● **Description of the task**
When a line below contains the string "tracing", show that line.

Data excerpts
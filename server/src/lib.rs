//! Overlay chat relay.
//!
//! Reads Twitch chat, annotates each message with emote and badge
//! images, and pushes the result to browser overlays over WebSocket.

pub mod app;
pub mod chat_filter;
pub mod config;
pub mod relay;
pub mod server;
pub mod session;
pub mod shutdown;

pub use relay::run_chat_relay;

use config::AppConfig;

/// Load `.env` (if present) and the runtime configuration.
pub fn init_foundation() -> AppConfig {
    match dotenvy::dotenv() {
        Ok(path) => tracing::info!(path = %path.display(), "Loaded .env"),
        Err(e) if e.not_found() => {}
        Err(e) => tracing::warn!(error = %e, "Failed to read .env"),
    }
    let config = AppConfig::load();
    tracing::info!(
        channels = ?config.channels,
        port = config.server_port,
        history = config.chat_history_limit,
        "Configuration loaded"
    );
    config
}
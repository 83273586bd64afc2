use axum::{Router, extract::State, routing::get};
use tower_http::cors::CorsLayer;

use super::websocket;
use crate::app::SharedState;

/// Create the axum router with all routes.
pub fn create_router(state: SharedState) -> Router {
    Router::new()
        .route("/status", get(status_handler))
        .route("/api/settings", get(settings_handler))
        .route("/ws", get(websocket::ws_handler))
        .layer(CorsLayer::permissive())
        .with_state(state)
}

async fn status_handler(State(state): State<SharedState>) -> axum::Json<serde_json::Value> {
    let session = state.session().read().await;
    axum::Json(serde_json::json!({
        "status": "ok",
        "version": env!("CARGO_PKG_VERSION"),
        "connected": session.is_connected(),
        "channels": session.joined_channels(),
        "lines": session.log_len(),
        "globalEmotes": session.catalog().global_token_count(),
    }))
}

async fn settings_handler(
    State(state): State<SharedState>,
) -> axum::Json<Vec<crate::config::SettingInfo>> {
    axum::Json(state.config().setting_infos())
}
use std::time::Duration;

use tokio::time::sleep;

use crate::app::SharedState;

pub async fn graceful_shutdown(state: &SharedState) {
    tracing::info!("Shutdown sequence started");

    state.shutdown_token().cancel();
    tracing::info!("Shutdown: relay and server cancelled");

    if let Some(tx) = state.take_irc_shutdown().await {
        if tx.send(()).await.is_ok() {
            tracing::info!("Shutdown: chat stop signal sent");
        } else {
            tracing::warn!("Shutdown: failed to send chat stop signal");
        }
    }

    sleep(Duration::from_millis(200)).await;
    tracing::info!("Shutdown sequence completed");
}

● **Result for this exercise**
        Ok(path) => tracing::info!(path = %path.display(), "Loaded .env"),
        Err(e) => tracing::warn!(error = %e, "Failed to read .env"),
    tracing::info!(
    tracing::info!("Shutdown sequence started");
    tracing::info!("Shutdown: relay and server cancelled");
            tracing::info!("Shutdown: chat stop signal sent");
            tracing::warn!("Shutdown: failed to send chat stop signal");
    tracing::info!("Shutdown sequence completed");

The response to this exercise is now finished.